I would further invite your attention to the state of the existing laws relative to Parliamentary elections, to Bankrupt and Insolvent Debtors —to the Administration of Justice —to the encouragement of Agriculture and of the Fisheries —to the registration of titles to real estate and to the granting of Patents for intentions.
Gentlemen of the Legislative Assembly, The Public Accounts for the past year will be laid before you, as also estimates for the supplies required for the current year.
These estimates will be found to have been prepared with a careful attention to economy.
I rejoice that I am enabled to inform you that the Revenue of the past year considerably exceeded the estimate submitted to you last Session, whilst the aggregate expenditure for the Public Service of the year was less than the estimated amount.
Notwithstanding these gratifying results, however, there was a large excess of expenditure over income, and as the revenue derivable from existing sources is, clearly inadequate to meet the unavoidable annual charges on the Public Treasury, measures will be submitted for your consideration calculated to equalize the annual income with the annual expenditure of the country.
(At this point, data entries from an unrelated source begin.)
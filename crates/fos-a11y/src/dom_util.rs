//! DOM predicates used to pick a focus target
//!
//! Everything here is generic over [`DomView`], so the same rules apply to
//! `fos_dom::Document` and to any other host tree.

use crate::host::DomView;

/// Input types, as reported by `input_type`. Anything else reads as `text`.
const INPUT_TYPES: &[&str] = &[
    "button", "checkbox", "color", "date", "datetime-local", "email", "file",
    "hidden", "image", "month", "number", "password", "radio", "range",
    "reset", "search", "submit", "tel", "text", "time", "url", "week",
];

/// Input types edited as a single line of text
const TEXT_INPUT_TYPES: &[&str] = &["email", "number", "password", "search", "tel", "text", "url"];

/// Form controls that honour the `disabled` attribute
const DISABLEABLE: &[&str] = &["button", "input", "select", "textarea"];

/// Whether `node` is `ancestor` or lies beneath it
pub fn is_descendant_of_node<V: DomView + ?Sized>(view: &V, node: V::Node, ancestor: V::Node) -> bool {
    let mut cur = Some(node);
    while let Some(n) = cur {
        if n == ancestor {
            return true;
        }
        cur = view.parent(n);
    }
    false
}

/// Parse a `tabindex` attribute value
pub fn parse_tab_index(value: &str) -> Option<i32> {
    value.trim().parse().ok()
}

/// Elements that take focus without a `tabindex`
pub fn is_natively_focusable<V: DomView + ?Sized>(view: &V, node: V::Node) -> bool {
    let Some(tag) = view.tag_name(node) else { return false };
    let native = match tag {
        "a" | "area" => view.has_attribute(node, "href"),
        "button" | "select" | "textarea" | "iframe" | "summary" => true,
        "input" => input_type(view, node) != Some("hidden"),
        _ => false,
    };
    native || is_content_editable(view, node)
}

fn is_content_editable<V: DomView + ?Sized>(view: &V, node: V::Node) -> bool {
    view.attribute(node, "contenteditable")
        .is_some_and(|v| !v.trim().eq_ignore_ascii_case("false"))
}

/// Whether a form control is disabled
pub fn is_disabled<V: DomView + ?Sized>(view: &V, node: V::Node) -> bool {
    view.tag_name(node).is_some_and(|tag| DISABLEABLE.contains(&tag))
        && view.has_attribute(node, "disabled")
}

/// Effective tab index: the parsed attribute, else 0 for natively
/// focusable elements and -1 for everything else
pub fn tab_index<V: DomView + ?Sized>(view: &V, node: V::Node) -> i32 {
    if let Some(value) = view.attribute(node, "tabindex").and_then(parse_tab_index) {
        return value;
    }
    if is_natively_focusable(view, node) { 0 } else { -1 }
}

/// Whether a node can receive input focus
pub fn is_focusable<V: DomView + ?Sized>(view: &V, node: V::Node) -> bool {
    let Some(tag) = view.tag_name(node) else { return false };
    if is_disabled(view, node) {
        return false;
    }
    // Anchors without href report tabIndex 0 but refuse focus.
    if tag == "a" && !view.has_attribute(node, "href") && !view.has_attribute(node, "tabindex") {
        return false;
    }
    if tab_index(view, node) >= 0 {
        return true;
    }
    view.attribute(node, "tabindex").is_some_and(|v| v.trim() == "-1")
}

/// Pre-order walk over the descendants of `node`
pub fn descendants<V: DomView + ?Sized>(view: &V, node: V::Node) -> PreOrder<'_, V> {
    PreOrder {
        view,
        root: node,
        next: view.first_child(node),
    }
}

/// First focusable descendant in pre-order, excluding `node` itself
pub fn find_focusable_descendant<V: DomView + ?Sized>(view: &V, node: V::Node) -> Option<V::Node> {
    descendants(view, node).find(|&n| is_focusable(view, n))
}

/// Nearest focusable node on the ancestor chain, starting at `node`
pub fn find_focusable_ancestor<V: DomView + ?Sized>(view: &V, node: V::Node) -> Option<V::Node> {
    let mut cur = Some(node);
    while let Some(n) = cur {
        if is_focusable(view, n) {
            return Some(n);
        }
        cur = view.parent(n);
    }
    None
}

/// Normalised `type` of an `input` element
///
/// Missing or unknown values read as `text`. Returns `None` for anything
/// that is not an `input`.
pub fn input_type<V: DomView + ?Sized>(view: &V, node: V::Node) -> Option<&'static str> {
    if view.tag_name(node) != Some("input") {
        return None;
    }
    let raw = view.attribute(node, "type").unwrap_or("").trim();
    let known = INPUT_TYPES.iter().copied().find(|t| t.eq_ignore_ascii_case(raw));
    Some(known.unwrap_or("text"))
}

/// Whether a node is an `input` edited as a single line of text
pub fn is_input_type_text<V: DomView + ?Sized>(view: &V, node: V::Node) -> bool {
    input_type(view, node).is_some_and(|t| TEXT_INPUT_TYPES.contains(&t))
}

/// Iterator returned by [`descendants`]
pub struct PreOrder<'a, V: DomView + ?Sized> {
    view: &'a V,
    root: V::Node,
    next: Option<V::Node>,
}

impl<V: DomView + ?Sized> PreOrder<'_, V> {
    fn advance(&self, from: V::Node) -> Option<V::Node> {
        if let Some(child) = self.view.first_child(from) {
            return Some(child);
        }
        let mut cur = from;
        loop {
            if cur == self.root {
                return None;
            }
            if let Some(sibling) = self.view.next_sibling(cur) {
                return Some(sibling);
            }
            cur = self.view.parent(cur)?;
        }
    }
}

impl<V: DomView + ?Sized> Iterator for PreOrder<'_, V> {
    type Item = V::Node;

    fn next(&mut self) -> Option<V::Node> {
        let node = self.next?;
        self.next = self.advance(node);
        Some(node)
    }
}

impl<V: DomView + ?Sized> std::fmt::Debug for PreOrder<'_, V> {
    fn fmt(&self, f: &mut std::fmt::Formatter<'_>) -> std::fmt::Result {
        f.debug_struct("PreOrder")
            .field("root", &self.root)
            .field("next", &self.next)
            .finish()
    }
}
Honorable Gentlemen and Gentlemen, I commit the affairs of the Province to your patriotic and disinterested consideration —earnestly hoping that under the favor of Divine Providence your deliberations during this Session may be productive of results conducive to the prosperity of Canada and the happiness of her people.
His Excellency [Viscount Monck] and the members of the Assembly having retired, the usual mode of initiating the business of the House —the reading of prayers by the Chaplain —was observed.